# [Problem statement]
From the entries below, report how many lines contain the string "outside". Give only that number.

# [Input material]
= Beginning of Section =

impl VisibilityEngine {
    pub fn new(location: Location) -> Self {
        let frame = location.engine_frame();
        Self { location, frame }
    }

    pub fn location(&self) -> &Location {
        &self.location
    }

    /// First lunation number whose conjunction falls near the start of the
    /// given year (no year 0; negative years are BCE).
    pub fn starting_lunation(year: i32) -> i64 {
        let ly = year as f64 + 0.256;
        if ly >= 0.0 {
            ((ly - 1900.0) * 12.368277).floor() as i64
        } else {
            ((ly - 1899.0) * 12.368277).floor() as i64
        }
    }

    /// Searches all fourteen lunations of a year.
    ///
    /// Years are limited to four digits, the range the new-moon polynomial is
    /// tabulated for.
    pub fn observe_year(&self, year: i32) -> Result<LunarYear, AbibError> {
        if !(-9999..=9999).contains(&year) {
            return Err(AbibError::invalid_year(year as f64, "outside [-9999, 9999]"));
        }
        let year = abib_types::normalize_year(year);
        let start = Self::starting_lunation(year);

        let mut months = SmallVec::new();
        let mut first_month_jd = None;
        for k in 0..14 {
            let month = self.observe_lunation(start + k)?;
            if first_month_jd.is_none() {
                first_month_jd = month.month_start_jd;
            }
            months.push(month);
        }

        Ok(LunarYear { year, months, first_month_jd })
    }

    /// Searches one lunation evening by evening until a decisive tier.
    pub fn observe_lunation(&self, lunation: i64) -> Result<LunarMonthObservation, AbibError> {
        let epoch = NewMoonEpoch::estimate(lunation);
        let mut ji = epoch.ji;

        let mut month = LunarMonthObservation {
            lunation,
            estimated_new_moon_jd: epoch.jd,
            evenings: SmallVec::new(),
            month_start_jd: None,
        };

        for _ in 0..EVENING_CAP {
            let obs = self.observe_evening(lunation, ji, epoch.jf, epoch.dt)?;
            let tier = obs.tier;
            month.evenings.push(obs);
            if let Some(offset) = tier.month_start_offset() {
                month.month_start_jd = Some(ji + offset as f64);
                return Ok(month);
            }
            ji += 1.0;
        }

        Err(AbibError::NoVisibleCrescent { lunation })
    }

    /// Evaluates one evening: sunset, moonset, illumination, the index.
    fn observe_evening(
        &self,
        lunation: i64,
        ji: f64,
        jf: f64,
        dt: f64,
    ) -> Result<EveningObservation, AbibError> {
        let frame = &self.frame;
        let pre_reform = ji < CALENDAR_REFORM_JD;
        let century_bias = if pre_reform { 0.2222 } else { 0.25 };
        let moonset_epoch = if pre_reform { 2415020.0278 } else { 2415020.0 };

        let date = evening_civil_date(ji, jf);

        // Sunset from the solar series at the day's noon estimate.
        let jt_sunset = (ji + frame.lon_frac + century_bias + dt - 2415020.0) / 36525.0;
        let sun = SolarSeries::at(jt_sunset);
        let decl = sun.declination;
        let h1 = (-0.01454 - frame.lat_rad.sin() * decl.sin())
            / (frame.lat_rad.cos() * decl.cos());
        let hs = arc_cos(h1) * RAD_TO_HOURS - sun.equation_of_time;
        let hl = hs + frame.clock_adjust + 0.00833333333;
        let ht = hl.floor();
        let hm = ((hl - ht) * 60.0).floor();

        let sun_azimuth = arc_cos(-(decl.sin() / frame.lat_rad.cos())) / DR;

        // Moonset: a first pass at the sunset-derived instant, whose lunar
        // terms are the classification snapshot, then a refinement at the
        // setting hour the first pass produced.
        let mut jt = (ji + hs / 24.0 + dt + frame.lon_frac - moonset_epoch) / 36525.0;
        let mut pass = self.moonset_pass(jt, ji, dt);
        let mut snapshot = PassSnapshot::capture(&pass);
        let mut refined = None;
        for _ in 0..MOONSET_PASS_CAP {
            let hour_frac = pass.hw / 24.0;
            jt = (ji + hour_frac + dt + frame.lon_frac - moonset_epoch) / 36525.0;
            let next = self.moonset_pass(jt, ji, dt);
            if hour_frac != 0.0 {
                refined = Some(next);
                break;
            }
            snapshot = PassSnapshot::capture(&next);
            pass = next;
        }
        let Some(pass) = refined else {
            return Err(AbibError::NoMoonset { lunation });
        };

        let lag_minutes = (pass.ho * 60.0 + pass.hq) - (ht * 60.0 + hm);

        // Illuminated fraction from the sunset-epoch elongation.
        let di = arc_cos((snapshot.longitude - sun.apparent_longitude).cos()
            * snapshot.latitude.cos());
        let phase = PI
            - di
            - (0.1468
                * ((1.0 - 0.0549 * snapshot.moon_anomaly.sin())
                    / (1.0 - 0.0167 * snapshot.sun_anomaly.sin()))
                * DR)
                * di.sin();
        let illumination_pct = ((1.0 + phase.cos()) / 2.0 * 10000.0).round() / 100.0;

        // Moon azimuth and altitude at sunset, from the snapshot position.
        let hour_angle = (snapshot.sidereal + (hl + 12.0) * 1.002737908
            - frame.clock_adjust
            - snapshot.ra_hours)
            / RAD_TO_HOURS;
        let az_sin = hour_angle.sin();
        let az_cos = hour_angle.cos() * frame.lat_rad.sin()
            - snapshot.decl.tan() * frame.lat_rad.cos();
        let moon_azimuth = quadrant_correct((az_sin / az_cos).atan(), az_sin, az_cos) / DR;
        let alt_sin = frame.lat_rad.sin() * snapshot.decl.sin()
            + frame.lat_rad.cos() * snapshot.decl.cos() * hour_angle.cos();
        let moon_altitude = (arc_sin(alt_sin) / DR * 10000.0).floor() / 10000.0;

        // Sun altitude at moonset, solar series re-evaluated at the refined
        // instant. The +1.75 degree bias is the engine's twilight convention.
        let sun_at_moonset = SolarSeries::at(jt);
        let has = (pass.sidereal + (pass.hv + 12.0) * 1.002737908
            - frame.clock_adjust
            - sun_at_moonset.right_ascension_hours())
            / RAD_TO_HOURS;
        let ds = sun_at_moonset.declination;
        let depth = frame.lat_rad.sin() * ds.sin()
            + frame.lat_rad.cos() * ds.cos() * has.cos();
        let sun_altitude_at_moonset =
            ((arc_sin(depth) / DR + 1.75) * 10000.0).floor() / 10000.0;

        let visibility_index = (lag_minutes + illumination_pct * 27.0 + moon_altitude * 5.5
            - sun_altitude_at_moonset * 5.0)
            / 1.7;
        let tier = VisibilityTier::from_index(visibility_index);

        Ok(EveningObservation {
            day_jd: ji,
            date,
            sunset: clock_time(ht, hm),
            moonset: clock_time(pass.ho, pass.hq),
            lag_minutes,
            illumination_pct,
            sun_azimuth,
            moon_azimuth,
            moon_altitude,
            sun_altitude_at_moonset,
            visibility_index,
            tier,
        })
    }

    /// One moonset pass: lunar position at `jt`, declination, rising/setting
    /// hour angle with the parallax-and-semidiameter horizon, sidereal hour.
    fn moonset_pass(&self, jt: f64, ji: f64, dt: f64) -> MoonsetPass {
        let frame = &self.frame;
        let moon = LunarSeries::at(jt);
        // The lunar declination reuses the solar obliquity at the same epoch.
        let obliquity = SolarSeries::at(jt).obliquity;

        let d7 = moon.latitude.sin() * obliquity.cos()
            + moon.latitude.cos() * obliquity.sin() * moon.longitude.sin();
        let decl = arc_sin(d7);

        let hz = (((0.7275 * moon.parallax - 0.5666667) * DR)
            - frame.lat_rad.sin() * decl.sin())
            / (frame.lat_rad.cos() * decl.cos());
        let mut hw = arc_cos(hz) * RAD_TO_HOURS;

        let ra_sin = moon.longitude.sin() * obliquity.cos()
            - moon.latitude.tan() * obliquity.sin();
        let ra_cos = moon.longitude.cos();
        let ra_hours =
            quadrant_correct((ra_sin / ra_cos).atan(), ra_sin, ra_cos) * RAD_TO_HOURS;

        let kt = (ji - 2415019.5) / 36525.0;
        let s4 = 6.6460656 + 2400.051262 * kt + 0.00002581 * kt * kt;
        let sidereal = s4 - (s4 / 24.0).floor() * 24.0;

        let mut transit = 12.0 + sidereal - ra_hours - 0.065712 * dt;
        transit = if transit > 0.0 { 24.0 - transit } else { -transit };

        hw = hw + transit + 0.0241666666;
        if hw > 24.0 {
            hw -= 24.0;
        }
        let mut hv = hw + frame.clock_adjust;
        if hv > 24.0 {
            hv -= 24.0;
        }
        let hq = ((hv - hv.floor()) * 60.0).floor();
        let ho = hv.floor();

        MoonsetPass {
            decl,
            ra_hours,
            sidereal,
            hw,
            hv,
            ho,
            hq,
            longitude: moon.longitude,
            latitude: moon.latitude,
            moon_anomaly: moon.moon_anomaly,
            sun_anomaly: moon.sun_anomaly,
        }
    }

    /// Local sunset clock time on a whole Julian Day, outside any lunation
    /// context (no dynamical-time correction).
    pub fn sunset_time(&self, jd: f64) -> NaiveTime {
        let frame = &self.frame;
        let ji = jd.floor();
        let century_bias = if ji < CALENDAR_REFORM_JD { 0.2222 } else { 0.25 };
        let jt = (ji + frame.lon_frac + century_bias - 2415020.0) / 36525.0;
        let sun = SolarSeries::at(jt);
        let decl = sun.declination;
        let h1 = (-0.01454 - frame.lat_rad.sin() * decl.sin())
            / (frame.lat_rad.cos() * decl.cos());
        let hs = arc_cos(h1) * RAD_TO_HOURS - sun.equation_of_time;
        let hl = hs + frame.clock_adjust + 0.00833333333;
        clock_time(hl.floor(), ((hl - hl.floor()) * 60.0).floor())
    }
}

/// Civil date of the evening under search: the Meeus inverse driven by the
/// integer day with the conjunction's fractional part folded into the day
/// field. Years before 1 CE come out negative (no year 0).
fn evening_civil_date(ji: f64, jf: f64) -> CivilDate {
    let mut h = ((ji - 1867216.25) / 36524.25).floor();
    h = ji + 1.0 + h - (h / 4.0).floor();
    let b = h + 1524.0;
    let c = ((b - 122.1) / 365.25).floor();
    let g = (365.25 * c).floor();
    let e = ((b - g) / 30.6001).floor();
    let day = b - g - (30.6001 * e).floor() + jf;

    let month = if e < 13.5 { e - 1.0 } else { e - 13.0 };
    let mut year = if month > 2.5 { c - 4716.0 } else { c - 4715.0 };
    if year < 1.0 {
        year -= 1.0;
    }

    CivilDate { month: month as u32, day, year: year as i32 }
}

/// The search computes hours past local noon; shift by twelve to get the
/// clock time the observation carries.
fn clock_time(hours: f64, minutes: f64) -> NaiveTime {
    let h = (hours as i64 + 12).rem_euclid(24) as u32;
    let m = (minutes as i64).rem_euclid(60) as u32;
    NaiveTime::from_hms_opt(h, m, 0).unwrap_or(NaiveTime::MIN)
}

= End of Section =

# [Answer box]
2